◆ **WORK INSTRUCTION**
The answer must consist of every line from the data that holds the string "single".

Data records:
== Segment start ==

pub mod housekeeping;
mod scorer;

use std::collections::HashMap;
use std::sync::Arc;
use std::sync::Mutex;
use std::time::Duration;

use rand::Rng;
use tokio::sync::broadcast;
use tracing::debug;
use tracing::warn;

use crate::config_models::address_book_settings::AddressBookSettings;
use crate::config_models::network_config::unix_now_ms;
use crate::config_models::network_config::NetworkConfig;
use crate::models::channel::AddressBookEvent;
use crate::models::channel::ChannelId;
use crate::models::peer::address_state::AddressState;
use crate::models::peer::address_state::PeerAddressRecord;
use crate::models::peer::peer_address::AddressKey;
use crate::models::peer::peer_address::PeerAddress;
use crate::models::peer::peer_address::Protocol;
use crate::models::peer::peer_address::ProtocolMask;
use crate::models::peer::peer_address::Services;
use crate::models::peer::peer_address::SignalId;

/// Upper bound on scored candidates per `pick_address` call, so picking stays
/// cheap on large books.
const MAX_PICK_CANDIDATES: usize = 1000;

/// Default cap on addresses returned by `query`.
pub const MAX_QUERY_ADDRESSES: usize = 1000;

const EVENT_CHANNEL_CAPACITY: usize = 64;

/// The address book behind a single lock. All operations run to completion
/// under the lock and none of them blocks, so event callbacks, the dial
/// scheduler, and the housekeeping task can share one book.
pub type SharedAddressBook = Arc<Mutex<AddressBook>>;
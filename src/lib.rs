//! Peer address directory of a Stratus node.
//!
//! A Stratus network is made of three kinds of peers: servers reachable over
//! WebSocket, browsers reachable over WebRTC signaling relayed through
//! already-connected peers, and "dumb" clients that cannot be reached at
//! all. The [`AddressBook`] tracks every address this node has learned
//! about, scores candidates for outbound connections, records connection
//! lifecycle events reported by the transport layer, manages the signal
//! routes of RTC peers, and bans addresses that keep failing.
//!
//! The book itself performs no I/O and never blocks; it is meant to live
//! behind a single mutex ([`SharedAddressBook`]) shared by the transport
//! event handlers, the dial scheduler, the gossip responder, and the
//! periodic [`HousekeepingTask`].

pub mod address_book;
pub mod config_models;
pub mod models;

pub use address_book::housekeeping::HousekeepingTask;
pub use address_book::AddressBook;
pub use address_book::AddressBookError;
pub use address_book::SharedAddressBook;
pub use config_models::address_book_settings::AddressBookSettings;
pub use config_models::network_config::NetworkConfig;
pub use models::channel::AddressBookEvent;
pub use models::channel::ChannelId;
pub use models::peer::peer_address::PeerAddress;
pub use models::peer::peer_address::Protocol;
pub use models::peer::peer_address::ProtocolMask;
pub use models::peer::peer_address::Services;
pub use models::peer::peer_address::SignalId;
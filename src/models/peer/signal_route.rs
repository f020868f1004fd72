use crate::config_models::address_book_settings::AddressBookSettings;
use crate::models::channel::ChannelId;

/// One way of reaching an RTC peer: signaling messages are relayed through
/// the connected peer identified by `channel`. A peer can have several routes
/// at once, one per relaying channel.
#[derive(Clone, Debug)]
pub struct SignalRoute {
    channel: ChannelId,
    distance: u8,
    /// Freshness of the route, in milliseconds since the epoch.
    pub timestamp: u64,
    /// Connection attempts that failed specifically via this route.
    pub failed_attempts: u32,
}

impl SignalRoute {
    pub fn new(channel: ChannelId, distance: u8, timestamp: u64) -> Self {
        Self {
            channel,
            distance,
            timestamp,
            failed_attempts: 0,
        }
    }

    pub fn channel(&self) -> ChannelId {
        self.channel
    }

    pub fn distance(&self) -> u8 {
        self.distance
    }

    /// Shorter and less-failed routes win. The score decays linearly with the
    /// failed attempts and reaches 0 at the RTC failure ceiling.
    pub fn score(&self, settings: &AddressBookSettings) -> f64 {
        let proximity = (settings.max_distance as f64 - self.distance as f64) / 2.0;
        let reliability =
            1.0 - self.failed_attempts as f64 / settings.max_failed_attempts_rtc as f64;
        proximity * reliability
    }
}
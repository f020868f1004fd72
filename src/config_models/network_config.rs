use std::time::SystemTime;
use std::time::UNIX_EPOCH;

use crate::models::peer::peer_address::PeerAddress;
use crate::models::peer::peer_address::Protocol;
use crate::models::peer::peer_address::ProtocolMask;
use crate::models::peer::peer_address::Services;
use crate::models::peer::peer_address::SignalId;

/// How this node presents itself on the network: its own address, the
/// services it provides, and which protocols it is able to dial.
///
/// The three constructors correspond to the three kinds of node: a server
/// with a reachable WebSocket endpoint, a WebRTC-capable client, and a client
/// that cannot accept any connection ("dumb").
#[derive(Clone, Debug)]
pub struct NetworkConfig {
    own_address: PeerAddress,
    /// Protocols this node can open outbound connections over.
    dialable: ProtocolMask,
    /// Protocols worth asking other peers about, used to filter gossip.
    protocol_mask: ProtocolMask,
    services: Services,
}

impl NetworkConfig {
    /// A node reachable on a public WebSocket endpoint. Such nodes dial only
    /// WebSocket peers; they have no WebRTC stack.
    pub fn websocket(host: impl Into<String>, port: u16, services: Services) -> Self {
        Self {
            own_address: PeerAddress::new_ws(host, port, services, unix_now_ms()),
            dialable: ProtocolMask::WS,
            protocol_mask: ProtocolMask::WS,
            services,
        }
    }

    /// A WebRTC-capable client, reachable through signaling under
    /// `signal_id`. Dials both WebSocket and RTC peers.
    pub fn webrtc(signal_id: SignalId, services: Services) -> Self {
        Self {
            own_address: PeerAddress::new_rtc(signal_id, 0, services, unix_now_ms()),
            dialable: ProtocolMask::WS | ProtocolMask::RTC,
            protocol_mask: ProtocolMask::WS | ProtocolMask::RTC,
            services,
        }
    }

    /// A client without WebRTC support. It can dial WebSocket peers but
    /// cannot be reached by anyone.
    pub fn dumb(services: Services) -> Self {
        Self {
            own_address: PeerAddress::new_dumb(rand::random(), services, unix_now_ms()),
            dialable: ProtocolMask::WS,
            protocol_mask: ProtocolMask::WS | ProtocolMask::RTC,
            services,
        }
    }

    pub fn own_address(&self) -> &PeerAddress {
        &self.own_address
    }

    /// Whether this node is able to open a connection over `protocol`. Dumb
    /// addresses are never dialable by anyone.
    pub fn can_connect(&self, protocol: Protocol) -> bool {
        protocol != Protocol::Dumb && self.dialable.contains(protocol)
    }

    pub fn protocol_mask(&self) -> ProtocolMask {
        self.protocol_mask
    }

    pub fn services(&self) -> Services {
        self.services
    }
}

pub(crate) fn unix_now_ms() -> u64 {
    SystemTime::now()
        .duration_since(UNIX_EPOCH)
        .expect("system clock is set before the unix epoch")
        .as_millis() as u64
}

== Segment end ==

◆ **RESPONSE AREA**
/// The address book behind a single lock. All operations run to completion
//! behind a single mutex ([`SharedAddressBook`]) shared by the transport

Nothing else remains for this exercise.